Saved entries:
# # # # #

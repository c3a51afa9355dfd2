//! Testing utilities and mock collaborators.
//!
//! The mocks stand in for format sniffing, ISBN extraction, metadata
//! providers, and placement, so the organizer can be exercised against a
//! temporary directory without real PDFs, EPUBs, or network access.
//!
//! # Example
//!
//! ```rust,ignore
//! use arkivist_core::testing::{fixtures, MockExtractor, MockMetadataProvider};
//!
//! let extractor = MockExtractor::new();
//! extractor.register(b"bytes", FormatTag::Pdf, Some("9780596518189")).await;
//!
//! let provider = Arc::new(MockMetadataProvider::new("books"));
//! provider.add_book(fixtures::erlang_programming()).await;
//! ```

mod mock_extractor;
mod mock_metadata;
mod mock_placer;

pub use mock_extractor::MockExtractor;
pub use mock_metadata::MockMetadataProvider;
pub use mock_placer::{MockPlacer, RecordedPlacement};

/// Test fixtures and helper functions.
pub mod fixtures {
    use std::path::{Path, PathBuf};

    use crate::isbn::Isbn;
    use crate::metadata::BookMetadata;

    /// ISBN of the reference book used throughout the tests.
    pub const ERLANG_ISBN: &str = "9780596518189";

    /// Parse a known-good ISBN.
    pub fn isbn(raw: &str) -> Isbn {
        Isbn::parse(raw).unwrap_or_else(|e| panic!("fixture ISBN {} is invalid: {}", raw, e))
    }

    /// Complete metadata with reasonable defaults.
    pub fn book_metadata(isbn_raw: &str, title: &str, year: u16, publisher: &str) -> BookMetadata {
        BookMetadata {
            isbn: isbn(isbn_raw),
            title: Some(title.to_string()),
            year: Some(year),
            publisher: Some(publisher.to_string()),
        }
    }

    /// "Erlang Programming", O'Reilly, 2009.
    pub fn erlang_programming() -> BookMetadata {
        book_metadata(ERLANG_ISBN, "Erlang Programming", 2009, "O'Reilly")
    }

    /// Write `content` at `root/relative`, creating parent directories.
    pub fn write_file(root: &Path, relative: &str, content: &[u8]) -> PathBuf {
        let path = root.join(relative);
        if let Some(parent) = path.parent() {
            std::fs::create_dir_all(parent)
                .unwrap_or_else(|e| panic!("cannot create {}: {}", parent.display(), e));
        }
        std::fs::write(&path, content)
            .unwrap_or_else(|e| panic!("cannot write {}: {}", path.display(), e));
        path
    }

    /// Every regular file under `root`, relative and sorted.
    pub fn list_files(root: &Path) -> Vec<PathBuf> {
        let mut files: Vec<PathBuf> = walkdir::WalkDir::new(root)
            .into_iter()
            .filter_map(Result::ok)
            .filter(|e| e.file_type().is_file())
            .filter_map(|e| e.path().strip_prefix(root).ok().map(Path::to_path_buf))
            .collect();
        files.sort();
        files
    }
}
//! Classification: format, first ISBN, and metadata combined into one outcome.

mod types;

pub use types::{Category, Classification, ClassificationOutcome};

use std::path::{Path, PathBuf};

use thiserror::Error;
use tracing::{debug, warn};

use crate::discovery::CandidateFile;
use crate::extractor::{DetectedFormat, ExtractorError, ExtractorSet};
use crate::isbn::Isbn;
use crate::metadata::{BibliographicRecord, LookupOutcome, MetadataResolver, ProviderFailure};
use crate::metrics;

/// Errors that stop a single file from being classified.
#[derive(Debug, Error)]
pub enum ClassifyError {
    /// No handler for the sniffed content.
    #[error("Unsupported format for {path}: {format}")]
    UnsupportedFormat { path: PathBuf, format: String },

    #[error(transparent)]
    Extraction(ExtractorError),
}

impl From<ExtractorError> for ClassifyError {
    fn from(err: ExtractorError) -> Self {
        match err {
            ExtractorError::UnsupportedFormat { path, format } => {
                Self::UnsupportedFormat { path, format }
            }
            other => Self::Extraction(other),
        }
    }
}

/// Combines the extractor set and the metadata resolver.
#[derive(Clone)]
pub struct Classifier {
    extractors: ExtractorSet,
    resolver: MetadataResolver,
}

impl Classifier {
    pub fn new(extractors: ExtractorSet, resolver: MetadataResolver) -> Self {
        Self {
            extractors,
            resolver,
        }
    }

    /// Classifies one candidate. Only reads the file.
    pub async fn classify(&self, file: &CandidateFile) -> Result<Classification, ClassifyError> {
        let path = file.path.as_path();

        let format = match self.extractors.detect_format(path).await? {
            DetectedFormat::Known(tag) => tag,
            DetectedFormat::Unsupported(description) => {
                return Err(ClassifyError::UnsupportedFormat {
                    path: path.to_path_buf(),
                    format: description,
                })
            }
        };

        let raw_isbn = self.extractors.extract_first_isbn(path, format).await?;
        let outcome = match raw_isbn.as_deref() {
            None => {
                debug!("No ISBN-like token in {}", path.display());
                ClassificationOutcome::NoIsbn
            }
            Some(raw) => match Isbn::parse(raw) {
                Ok(isbn) => self.resolve(path, isbn, format.extension()).await,
                Err(e) => {
                    debug!("First ISBN-like token {:?} in {} is invalid: {}", raw, path.display(), e);
                    ClassificationOutcome::NoIsbn
                }
            },
        };

        metrics::CLASSIFICATIONS
            .with_label_values(&[outcome.label()])
            .inc();

        Ok(Classification {
            format,
            raw_isbn,
            outcome,
        })
    }

    async fn resolve(&self, path: &Path, isbn: Isbn, extension: &str) -> ClassificationOutcome {
        match self.resolver.lookup(&isbn).await {
            LookupOutcome::Found { metadata, provider } => {
                match BibliographicRecord::from_metadata(metadata, extension) {
                    Ok(record) => ClassificationOutcome::Classified(record),
                    Err(e) => {
                        warn!("Unusable metadata for {} ({}): {}", path.display(), isbn, e);
                        ClassificationOutcome::NoMetadata {
                            isbn,
                            provider_errors: vec![ProviderFailure {
                                provider,
                                message: e.to_string(),
                            }],
                        }
                    }
                }
            }
            LookupOutcome::NotFound { errors } => ClassificationOutcome::NoMetadata {
                isbn,
                provider_errors: errors,
            },
        }
    }
}

#[cfg(test)]
mod tests {
    use super::*;
    use crate::extractor::FormatTag;
    use crate::metadata::{BookMetadata, MetadataError};
    use crate::testing::{fixtures, MockExtractor, MockMetadataProvider};
    use std::sync::Arc;
    use tempfile::TempDir;

    struct Setup {
        temp: TempDir,
        extractor: Arc<MockExtractor>,
        provider: Arc<MockMetadataProvider>,
        classifier: Classifier,
    }

    fn setup() -> Setup {
        let extractor = Arc::new(MockExtractor::new());
        let provider = Arc::new(MockMetadataProvider::new("mock"));
        let classifier = Classifier::new(
            extractor.extractor_set(),
            MetadataResolver::new(vec![provider.clone()]),
        );
        Setup {
            temp: TempDir::new().unwrap(),
            extractor,
            provider,
            classifier,
        }
    }

    async fn candidate(setup: &Setup, name: &str, content: &[u8]) -> CandidateFile {
        let path = setup.temp.path().join(name);
        tokio::fs::write(&path, content).await.unwrap();
        CandidateFile::probe(path).unwrap()
    }

    #[tokio::test]
    async fn test_classified_uses_detected_extension() {
        let s = setup();
        s.extractor
            .register(b"erlang", FormatTag::Pdf, Some("978-0-596-51818-9"))
            .await;
        s.provider.add_book(fixtures::erlang_programming()).await;

        let file = candidate(&s, "misnamed.epub", b"erlang").await;
        let classification = s.classifier.classify(&file).await.unwrap();
        assert_eq!(s.extractor.recorded_extractions().await, vec![file.path.clone()]);
        assert_eq!(
            s.provider.recorded_lookups().await,
            vec![fixtures::isbn(fixtures::ERLANG_ISBN)]
        );

        assert_eq!(classification.format, FormatTag::Pdf);
        match classification.outcome {
            ClassificationOutcome::Classified(record) => {
                assert_eq!(record.isbn().as_str(), "9780596518189");
                assert_eq!(record.extension(), "pdf");
            }
            other => panic!("expected Classified, got {:?}", other),
        }
    }

    #[tokio::test]
    async fn test_no_token_is_no_isbn() {
        let s = setup();
        s.extractor.register(b"plain", FormatTag::Pdf, None).await;

        let file = candidate(&s, "plain.pdf", b"plain").await;
        let classification = s.classifier.classify(&file).await.unwrap();
        assert_eq!(classification.outcome, ClassificationOutcome::NoIsbn);
        assert_eq!(s.provider.lookup_count().await, 0);
    }

    #[tokio::test]
    async fn test_invalid_first_token_is_no_isbn() {
        let s = setup();
        s.extractor
            .register(b"bad", FormatTag::Epub, Some("9780596518188"))
            .await;

        let file = candidate(&s, "bad.epub", b"bad").await;
        let classification = s.classifier.classify(&file).await.unwrap();
        assert_eq!(classification.outcome, ClassificationOutcome::NoIsbn);
        assert_eq!(classification.raw_isbn.as_deref(), Some("9780596518188"));
    }

    #[tokio::test]
    async fn test_provider_failure_becomes_no_metadata() {
        let s = setup();
        s.extractor
            .register(b"lost", FormatTag::Pdf, Some("9780596518189"))
            .await;
        s.provider
            .set_next_error(MetadataError::ApiError {
                status: 503,
                message: "unavailable".into(),
            })
            .await;

        let file = candidate(&s, "lost.pdf", b"lost").await;
        match s.classifier.classify(&file).await.unwrap().outcome {
            ClassificationOutcome::NoMetadata {
                isbn,
                provider_errors,
            } => {
                assert_eq!(isbn.as_str(), "9780596518189");
                assert_eq!(provider_errors.len(), 1);
                assert!(provider_errors[0].message.contains("503"));
            }
            other => panic!("expected NoMetadata, got {:?}", other),
        }
    }

    #[tokio::test]
    async fn test_incomplete_metadata_is_no_metadata() {
        let s = setup();
        s.extractor
            .register(b"partial", FormatTag::Pdf, Some("9780596518189"))
            .await;
        s.provider
            .add_book(BookMetadata {
                year: None,
                ..fixtures::erlang_programming()
            })
            .await;

        let file = candidate(&s, "partial.pdf", b"partial").await;
        let outcome = s.classifier.classify(&file).await.unwrap().outcome;
        assert_eq!(outcome.category(), Category::NoMetadata);
    }

    #[tokio::test]
    async fn test_unsupported_format_is_an_error() {
        let s = setup();
        let file = candidate(&s, "notes.pdf", b"not a registered book").await;

        assert!(matches!(
            s.classifier.classify(&file).await,
            Err(ClassifyError::UnsupportedFormat { .. })
        ));
    }

    #[tokio::test]
    async fn test_extractor_error_propagates() {
        let s = setup();
        s.extractor.register(b"broken", FormatTag::Pdf, None).await;
        s.extractor
            .set_next_error(ExtractorError::malformed(Path::new("broken.pdf"), "pdf", "bad xref"))
            .await;

        let file = candidate(&s, "broken.pdf", b"broken").await;
        assert!(matches!(
            s.classifier.classify(&file).await,
            Err(ClassifyError::Extraction(ExtractorError::Malformed { .. }))
        ));
    }
}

# # # # #

TASK DESCRIPTION: Quote only the stretch of lines that starts the data above and ends with the line containing "exercised against a", both included.

ANSWER AREA:
repository c3a51afa9355dfd2
//! Testing utilities and mock collaborators.
//!
//! The mocks stand in for format sniffing, ISBN extraction, metadata
//! providers, and placement, so the organizer can be exercised against a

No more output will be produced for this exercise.